In some areas outside Dublin, cash sales now account for half of transactions, yet these are often excluded from official figures.
Expats, foreigners and retired couples with savings, combined with the increased difficulty in getting a mortgage, has seen a significant rise in the proportion of sales now being done in ready cash.
The number of house sales has plummeted since the near total collapse of the property market in 2006 with prices down by more than 52 per cent nationally, according to the latest Daft.ie survey.

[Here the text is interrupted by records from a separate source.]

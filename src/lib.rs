//! `csv-dialects` reads and writes delimiter-separated text under
//! configurable dialects, and optionally coerces cell text to typed values
//! (string, integer, decimal, boolean, date/time) and back.
//!
//! The crate is built from three tightly coupled pieces:
//!
//! - [`syntax::CsvParser`]: a finite-state-machine tokenizer turning a
//!   character stream into rows of raw field strings under [`Dialect`] rules
//! - [`syntax::CsvPrinter`]: a dialect-aware serializer that is the
//!   tokenizer's exact inverse (round-trip fidelity)
//! - [`value`]: a closed set of field kinds ([`value::FieldType`]), each with
//!   parse/format rules, the numeric/temporal kinds driven by configurable
//!   specs
//!
//! On top sit [`CsvReader`] and [`CsvWriter`], which add header resolution,
//! row-shape normalization with warnings, empty-line policy, BOM/charset
//! handling, and bulk writing.
//!
//! ## Dialects
//!
//! Five presets are built in:
//!
//! - [`Dialect::rfc4180`]: strict RFC 4180 (`,`, `"`, `\n`)
//! - [`Dialect::excel`]: lenient Excel CSV (`,`, `"`, `\r\n`)
//! - [`Dialect::excel_semicolon`]: Excel with `;` delimiters
//! - [`Dialect::tsv`]: tabs, no quoting at all
//! - [`Dialect::json_csv`]: lenient quoting with `\` escapes
//!
//! Custom dialects are assembled with [`Dialect::builder`]; construction
//! validates the dialect invariants.
//!
//! ## Quick example: read rows
//!
//! ```rust
//! use csv_dialects::{CsvConfig, CsvReader, Dialect};
//!
//! # fn main() -> Result<(), csv_dialects::CsvError> {
//! let input = "id,name\n1,\"Smith, John\"\n2,Bob\n";
//! let mut reader = CsvReader::from_str(input, CsvConfig::new(Dialect::rfc4180()));
//!
//! assert_eq!(reader.headers()?.iter().collect::<Vec<_>>(), vec!["id", "name"]);
//! let rows = reader.read_all()?;
//! assert_eq!(rows[0].get_by_name("name"), Some(Some("Smith, John")));
//! # Ok(())
//! # }
//! ```
//!
//! ## Quick example: write rows
//!
//! ```rust
//! use csv_dialects::{CsvConfig, CsvWriter, Dialect};
//!
//! # fn main() -> Result<(), csv_dialects::CsvError> {
//! let mut writer = CsvWriter::from_writer(Vec::new(), CsvConfig::new(Dialect::rfc4180()));
//! writer.write_header(&["id", "name"])?;
//! writer.write_row(&["1", "Smith, John"])?;
//! let bytes = writer.into_inner()?;
//! assert_eq!(bytes, b"id,name\n1,\"Smith, John\"\n");
//! # Ok(())
//! # }
//! ```
//!
//! ## Typed values
//!
//! ```rust
//! use csv_dialects::value::{DecimalSpec, FieldType, Value};
//!
//! let price = FieldType::Decimal(DecimalSpec::new(2));
//! // HALF_UP rounding to the configured scale.
//! assert_eq!(price.parse("1.235").unwrap(), price.parse("1.24").unwrap());
//! assert_eq!(price.parse("").unwrap(), Value::Null);
//! ```
//!
//! ## Modules
//!
//! - [`dialect`] / [`config`]: immutable syntax and policy descriptions
//! - [`syntax`]: the tokenizer/serializer pair and character plumbing
//! - [`record`]: headers, rows, row building, and shape warnings
//! - [`reader`] / [`writer`]: pull-based orchestration over the syntax layer
//! - [`value`]: typed field kinds and their specs
//! - [`encoding`]: BOM detection and charset decoding
//! - [`observe`]: observer hooks for read-side events
//! - [`error`]: the crate-wide error type
//!
//! Everything mutable (parser, reader, writer) is single-threaded; the
//! configuration and data-model types ([`Dialect`], [`CsvConfig`],
//! [`record::Headers`], [`record::Row`]) are immutable and freely shareable
//! once built.

pub mod config;
pub mod dialect;
pub mod encoding;
pub mod error;
pub mod observe;
pub mod reader;
pub mod record;
pub mod syntax;
pub mod value;
pub mod writer;

pub use config::{CsvConfig, CsvConfigBuilder};
pub use dialect::{Dialect, DialectBuilder};
pub use encoding::Charset;
pub use error::{CsvError, CsvResult};
pub use observe::{CompositeObserver, ReadContext, ReadObserver, ReadSeverity, StdErrObserver};
pub use reader::{CsvReader, CsvRows};
pub use record::{CsvWarning, Headers, Row, RowBuilder, WarningKind};
pub use writer::CsvWriter;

Edward Carey of the Society of Chartered Surveyors told the Sunday Independent that those with cash were able to drive prices down because of their ability to close the deal quickly. "I would say a quarter of deals at present are being done in cash," he said. "With so few transactions going through, those looking to pay cash are distorting the market. They are able to drag the prices down, which pulls down average figures."
In the third quarter of 2011, a total of €623m in mortgages was drawn down, down almost 90 per cent on peak levels in 2006.
The Central Bank is working on the basis of a 55 per cent slippage in house prices between 2007 and 2013, but last week's reports from both Daft.ie and MyHome.ie show that values have already fallen by roughly that figure.
Mr Carey cited a recent sale he conducted of an apartment in which an Eastern European couple with little or no English paid entirely in cash.
"They showed up to the apartment and insisted on paying the full amount in cash. They had worked hard, saved up to pay for it," he said.
According to property sellers across Ireland contacted by the Sunday Independent, retired couples looking to trade down were another significant group now engaging in non-mortgage purchases.
"They have life savings, decent pensions and if they are trading down they don't need a mortgage," said Mr Carey.
Irish expats in the UK and the US have also been searching out sales of distressed properties.
The house price index launched by the Government does not include houses bought for cash, despite this accounting for so many sales.
Auctioneers said there were many black holes in the Government's measures to index and stabilise the housing market.
The index does not reveal actual house prices nor will it measure price trends among cash buyers.
Fintan McNamara, chief executive of the Institute of Professional Auctioneers and Valuers, said that cash buyers now accounted for a greater proportion of the market because prices had fallen.
"Because of how banks are being so selective about whom they will lend to, cash buyers are now in pole position," he said.